* _YOUR TASK_:
In the material below, find the line with "self.scheduler.next_wake()" and the line with "use crate::scheduler::TaskState;", then output those two lines and every line between them, exactly.

* _SOURCE MATERIAL_:
________________________________________

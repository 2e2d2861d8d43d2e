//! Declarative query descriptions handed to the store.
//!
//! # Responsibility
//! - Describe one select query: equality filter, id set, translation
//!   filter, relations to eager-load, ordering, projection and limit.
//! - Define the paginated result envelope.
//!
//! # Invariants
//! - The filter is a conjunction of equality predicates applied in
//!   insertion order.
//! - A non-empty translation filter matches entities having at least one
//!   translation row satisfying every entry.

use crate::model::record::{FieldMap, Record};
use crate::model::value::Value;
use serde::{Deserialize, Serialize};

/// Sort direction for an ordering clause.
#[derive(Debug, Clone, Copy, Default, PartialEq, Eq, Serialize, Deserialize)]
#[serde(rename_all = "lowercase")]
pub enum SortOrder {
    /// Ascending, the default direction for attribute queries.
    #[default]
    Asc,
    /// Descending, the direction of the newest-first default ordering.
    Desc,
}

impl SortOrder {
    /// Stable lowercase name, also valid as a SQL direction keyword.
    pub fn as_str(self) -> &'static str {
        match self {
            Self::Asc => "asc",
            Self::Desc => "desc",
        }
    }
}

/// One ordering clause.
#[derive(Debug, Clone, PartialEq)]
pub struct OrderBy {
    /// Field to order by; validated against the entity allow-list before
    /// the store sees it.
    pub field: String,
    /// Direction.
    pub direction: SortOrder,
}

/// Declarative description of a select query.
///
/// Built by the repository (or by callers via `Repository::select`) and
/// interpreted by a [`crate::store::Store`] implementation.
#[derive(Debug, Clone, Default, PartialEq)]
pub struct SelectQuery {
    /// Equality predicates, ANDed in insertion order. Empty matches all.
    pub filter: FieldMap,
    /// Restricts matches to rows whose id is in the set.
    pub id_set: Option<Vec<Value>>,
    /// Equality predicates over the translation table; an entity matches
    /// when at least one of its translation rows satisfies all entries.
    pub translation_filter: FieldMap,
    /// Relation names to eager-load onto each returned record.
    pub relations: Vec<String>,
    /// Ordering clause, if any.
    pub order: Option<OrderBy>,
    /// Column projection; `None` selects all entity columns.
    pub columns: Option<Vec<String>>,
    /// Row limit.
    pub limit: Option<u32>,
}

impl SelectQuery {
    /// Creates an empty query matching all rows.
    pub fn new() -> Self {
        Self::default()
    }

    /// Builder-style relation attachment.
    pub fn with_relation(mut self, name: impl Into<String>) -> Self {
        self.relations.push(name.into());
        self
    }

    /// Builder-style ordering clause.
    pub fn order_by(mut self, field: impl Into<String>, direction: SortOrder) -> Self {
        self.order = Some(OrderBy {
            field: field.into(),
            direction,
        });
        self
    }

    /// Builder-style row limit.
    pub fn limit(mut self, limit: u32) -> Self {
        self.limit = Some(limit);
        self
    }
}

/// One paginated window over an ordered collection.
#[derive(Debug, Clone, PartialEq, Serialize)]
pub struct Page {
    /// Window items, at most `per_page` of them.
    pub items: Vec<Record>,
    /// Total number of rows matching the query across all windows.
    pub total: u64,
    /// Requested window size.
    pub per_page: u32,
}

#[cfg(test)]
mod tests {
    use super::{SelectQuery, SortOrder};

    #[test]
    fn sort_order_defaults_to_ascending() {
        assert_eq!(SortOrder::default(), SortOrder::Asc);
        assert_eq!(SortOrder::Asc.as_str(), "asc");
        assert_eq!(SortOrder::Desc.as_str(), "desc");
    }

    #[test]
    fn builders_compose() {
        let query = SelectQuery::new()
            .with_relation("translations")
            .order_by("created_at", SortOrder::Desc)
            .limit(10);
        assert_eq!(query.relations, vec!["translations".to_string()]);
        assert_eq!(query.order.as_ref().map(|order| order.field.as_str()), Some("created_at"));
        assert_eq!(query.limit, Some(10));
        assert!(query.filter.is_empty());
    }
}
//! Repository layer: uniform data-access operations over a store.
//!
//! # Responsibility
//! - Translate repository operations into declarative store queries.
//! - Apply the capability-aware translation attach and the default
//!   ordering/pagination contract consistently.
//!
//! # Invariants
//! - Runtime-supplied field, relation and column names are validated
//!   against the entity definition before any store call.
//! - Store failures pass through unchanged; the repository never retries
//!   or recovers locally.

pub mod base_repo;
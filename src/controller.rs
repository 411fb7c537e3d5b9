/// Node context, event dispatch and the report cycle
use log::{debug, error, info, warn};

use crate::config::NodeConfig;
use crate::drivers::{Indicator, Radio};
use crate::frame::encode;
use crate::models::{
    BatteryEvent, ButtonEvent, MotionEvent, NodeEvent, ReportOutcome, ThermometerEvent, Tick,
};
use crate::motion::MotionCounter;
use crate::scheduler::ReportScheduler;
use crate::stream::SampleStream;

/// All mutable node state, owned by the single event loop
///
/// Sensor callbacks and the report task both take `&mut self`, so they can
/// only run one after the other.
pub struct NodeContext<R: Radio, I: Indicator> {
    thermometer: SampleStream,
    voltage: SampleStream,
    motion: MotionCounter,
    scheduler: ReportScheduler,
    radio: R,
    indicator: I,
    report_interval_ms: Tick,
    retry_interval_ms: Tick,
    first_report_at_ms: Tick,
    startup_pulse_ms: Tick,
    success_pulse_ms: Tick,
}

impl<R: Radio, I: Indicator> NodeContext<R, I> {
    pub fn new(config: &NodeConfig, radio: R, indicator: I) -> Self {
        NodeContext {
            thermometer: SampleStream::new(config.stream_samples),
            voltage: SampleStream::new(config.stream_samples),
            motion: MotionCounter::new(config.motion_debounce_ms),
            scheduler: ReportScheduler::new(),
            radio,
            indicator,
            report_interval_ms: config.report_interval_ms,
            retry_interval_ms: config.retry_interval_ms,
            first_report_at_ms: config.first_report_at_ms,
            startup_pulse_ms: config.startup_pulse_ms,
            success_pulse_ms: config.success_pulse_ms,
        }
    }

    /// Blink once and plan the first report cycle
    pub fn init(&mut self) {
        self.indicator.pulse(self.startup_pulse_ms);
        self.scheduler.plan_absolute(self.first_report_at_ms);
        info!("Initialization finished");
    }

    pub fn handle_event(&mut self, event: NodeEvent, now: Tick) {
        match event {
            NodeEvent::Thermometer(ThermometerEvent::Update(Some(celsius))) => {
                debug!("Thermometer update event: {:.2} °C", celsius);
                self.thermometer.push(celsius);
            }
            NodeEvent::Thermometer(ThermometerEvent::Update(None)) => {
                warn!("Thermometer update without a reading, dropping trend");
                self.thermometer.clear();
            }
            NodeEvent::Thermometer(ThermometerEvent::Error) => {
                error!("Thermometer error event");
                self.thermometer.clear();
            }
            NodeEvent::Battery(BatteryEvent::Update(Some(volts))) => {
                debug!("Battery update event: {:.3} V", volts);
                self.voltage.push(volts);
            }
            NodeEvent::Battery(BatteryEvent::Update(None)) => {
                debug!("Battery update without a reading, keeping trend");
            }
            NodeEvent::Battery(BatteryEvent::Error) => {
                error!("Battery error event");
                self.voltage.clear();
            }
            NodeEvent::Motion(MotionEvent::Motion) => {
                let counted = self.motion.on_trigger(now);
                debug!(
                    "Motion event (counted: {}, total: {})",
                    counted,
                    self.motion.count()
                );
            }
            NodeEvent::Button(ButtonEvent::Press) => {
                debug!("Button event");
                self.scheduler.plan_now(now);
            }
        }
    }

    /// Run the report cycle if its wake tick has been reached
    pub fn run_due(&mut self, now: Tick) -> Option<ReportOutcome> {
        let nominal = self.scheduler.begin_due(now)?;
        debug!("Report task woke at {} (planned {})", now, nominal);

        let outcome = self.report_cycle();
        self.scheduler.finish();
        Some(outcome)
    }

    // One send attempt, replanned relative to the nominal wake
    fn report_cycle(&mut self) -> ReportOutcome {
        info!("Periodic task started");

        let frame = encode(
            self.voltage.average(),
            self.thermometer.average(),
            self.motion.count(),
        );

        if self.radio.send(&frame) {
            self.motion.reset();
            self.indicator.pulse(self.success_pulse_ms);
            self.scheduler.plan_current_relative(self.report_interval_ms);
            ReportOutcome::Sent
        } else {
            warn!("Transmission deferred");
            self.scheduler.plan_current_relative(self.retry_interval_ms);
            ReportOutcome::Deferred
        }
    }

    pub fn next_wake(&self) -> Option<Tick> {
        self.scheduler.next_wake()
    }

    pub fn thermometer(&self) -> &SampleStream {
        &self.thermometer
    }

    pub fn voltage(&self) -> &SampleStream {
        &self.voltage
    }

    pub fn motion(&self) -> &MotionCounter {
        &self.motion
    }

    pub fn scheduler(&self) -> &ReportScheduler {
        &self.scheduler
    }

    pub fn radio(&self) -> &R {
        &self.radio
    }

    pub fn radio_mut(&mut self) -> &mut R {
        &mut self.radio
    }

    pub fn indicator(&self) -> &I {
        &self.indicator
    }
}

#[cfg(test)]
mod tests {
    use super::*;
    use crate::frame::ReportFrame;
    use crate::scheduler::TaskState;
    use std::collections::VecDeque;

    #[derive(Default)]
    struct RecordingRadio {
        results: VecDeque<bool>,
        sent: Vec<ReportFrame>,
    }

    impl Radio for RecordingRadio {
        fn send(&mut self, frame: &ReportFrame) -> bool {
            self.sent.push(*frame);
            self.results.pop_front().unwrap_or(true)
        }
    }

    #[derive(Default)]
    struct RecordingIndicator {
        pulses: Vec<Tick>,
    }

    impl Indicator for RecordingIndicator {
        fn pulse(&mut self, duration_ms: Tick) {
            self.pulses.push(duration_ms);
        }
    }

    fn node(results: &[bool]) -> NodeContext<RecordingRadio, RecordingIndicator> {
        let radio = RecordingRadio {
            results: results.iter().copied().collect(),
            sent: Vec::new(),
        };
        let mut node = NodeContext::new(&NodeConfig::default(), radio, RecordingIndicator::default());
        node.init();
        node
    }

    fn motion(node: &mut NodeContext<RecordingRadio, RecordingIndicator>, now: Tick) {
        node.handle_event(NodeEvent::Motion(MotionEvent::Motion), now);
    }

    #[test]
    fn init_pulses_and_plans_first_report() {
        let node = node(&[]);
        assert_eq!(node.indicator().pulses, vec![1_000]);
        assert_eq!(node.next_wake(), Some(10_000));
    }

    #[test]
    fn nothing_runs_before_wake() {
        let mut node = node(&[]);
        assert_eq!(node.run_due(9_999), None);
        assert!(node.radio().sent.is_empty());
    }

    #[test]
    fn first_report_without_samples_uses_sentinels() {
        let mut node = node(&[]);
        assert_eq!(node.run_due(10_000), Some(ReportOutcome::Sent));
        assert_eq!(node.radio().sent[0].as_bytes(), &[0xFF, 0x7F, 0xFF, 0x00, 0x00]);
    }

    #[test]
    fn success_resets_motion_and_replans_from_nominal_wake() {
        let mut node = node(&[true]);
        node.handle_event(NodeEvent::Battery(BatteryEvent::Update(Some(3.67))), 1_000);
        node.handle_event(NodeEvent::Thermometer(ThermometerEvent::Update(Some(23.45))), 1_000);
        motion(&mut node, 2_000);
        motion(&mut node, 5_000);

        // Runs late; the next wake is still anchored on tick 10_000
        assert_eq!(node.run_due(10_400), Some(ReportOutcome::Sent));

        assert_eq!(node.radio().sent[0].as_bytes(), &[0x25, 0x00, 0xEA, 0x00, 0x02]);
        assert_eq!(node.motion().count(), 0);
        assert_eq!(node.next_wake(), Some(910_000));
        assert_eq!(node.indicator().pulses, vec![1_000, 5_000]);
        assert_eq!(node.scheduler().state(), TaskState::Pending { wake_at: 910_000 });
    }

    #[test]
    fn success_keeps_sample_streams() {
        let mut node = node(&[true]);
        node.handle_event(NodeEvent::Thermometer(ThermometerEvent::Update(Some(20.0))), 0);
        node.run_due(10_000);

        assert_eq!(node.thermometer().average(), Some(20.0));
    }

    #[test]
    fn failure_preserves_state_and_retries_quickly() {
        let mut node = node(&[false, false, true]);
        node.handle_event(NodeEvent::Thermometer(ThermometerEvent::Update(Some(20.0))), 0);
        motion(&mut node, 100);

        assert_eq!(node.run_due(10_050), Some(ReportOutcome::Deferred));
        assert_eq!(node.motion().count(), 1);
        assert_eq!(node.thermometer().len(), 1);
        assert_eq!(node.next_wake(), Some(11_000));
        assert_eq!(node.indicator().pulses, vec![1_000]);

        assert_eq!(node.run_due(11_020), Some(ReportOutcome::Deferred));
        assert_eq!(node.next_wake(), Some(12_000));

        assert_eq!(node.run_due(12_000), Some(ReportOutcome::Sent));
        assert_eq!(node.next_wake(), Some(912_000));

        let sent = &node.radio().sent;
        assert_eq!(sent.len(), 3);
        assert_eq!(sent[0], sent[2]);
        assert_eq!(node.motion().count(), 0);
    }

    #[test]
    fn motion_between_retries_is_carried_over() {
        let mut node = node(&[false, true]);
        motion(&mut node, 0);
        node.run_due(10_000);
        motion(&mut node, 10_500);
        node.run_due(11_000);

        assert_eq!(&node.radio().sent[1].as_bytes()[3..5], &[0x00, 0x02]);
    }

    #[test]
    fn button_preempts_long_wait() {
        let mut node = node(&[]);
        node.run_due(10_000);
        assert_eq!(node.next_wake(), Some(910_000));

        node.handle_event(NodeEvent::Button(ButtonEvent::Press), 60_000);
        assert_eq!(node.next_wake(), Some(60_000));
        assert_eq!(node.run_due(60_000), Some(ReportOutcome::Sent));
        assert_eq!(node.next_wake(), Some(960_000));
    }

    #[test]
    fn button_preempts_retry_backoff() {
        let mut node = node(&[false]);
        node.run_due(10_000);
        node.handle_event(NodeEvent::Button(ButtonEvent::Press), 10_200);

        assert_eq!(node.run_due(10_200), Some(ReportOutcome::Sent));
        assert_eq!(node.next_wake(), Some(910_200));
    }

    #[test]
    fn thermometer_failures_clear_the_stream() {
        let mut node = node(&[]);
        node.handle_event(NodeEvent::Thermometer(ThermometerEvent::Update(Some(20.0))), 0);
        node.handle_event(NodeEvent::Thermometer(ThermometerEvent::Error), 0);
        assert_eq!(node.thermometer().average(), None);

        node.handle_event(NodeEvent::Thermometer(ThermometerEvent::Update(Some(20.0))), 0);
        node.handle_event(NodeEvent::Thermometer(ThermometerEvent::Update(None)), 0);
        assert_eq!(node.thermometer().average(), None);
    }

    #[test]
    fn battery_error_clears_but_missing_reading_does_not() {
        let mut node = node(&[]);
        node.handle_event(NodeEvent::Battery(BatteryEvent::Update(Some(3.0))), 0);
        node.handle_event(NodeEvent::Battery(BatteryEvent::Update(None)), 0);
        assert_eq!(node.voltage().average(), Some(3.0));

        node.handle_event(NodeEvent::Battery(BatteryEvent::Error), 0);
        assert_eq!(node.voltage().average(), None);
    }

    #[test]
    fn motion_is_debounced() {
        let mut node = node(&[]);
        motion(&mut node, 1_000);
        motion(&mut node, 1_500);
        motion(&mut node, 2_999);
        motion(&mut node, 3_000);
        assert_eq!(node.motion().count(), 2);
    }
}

________________________________________

* _TASK RESPONSE_:
        self.scheduler.next_wake()
    }

    pub fn thermometer(&self) -> &SampleStream {
        &self.thermometer
    }

    pub fn voltage(&self) -> &SampleStream {
        &self.voltage
    }

    pub fn motion(&self) -> &MotionCounter {
        &self.motion
    }

    pub fn scheduler(&self) -> &ReportScheduler {
        &self.scheduler
    }

    pub fn radio(&self) -> &R {
        &self.radio
    }

    pub fn radio_mut(&mut self) -> &mut R {
        &mut self.radio
    }

    pub fn indicator(&self) -> &I {
        &self.indicator
    }
}

#[cfg(test)]
mod tests {
    use super::*;
    use crate::frame::ReportFrame;
    use crate::scheduler::TaskState;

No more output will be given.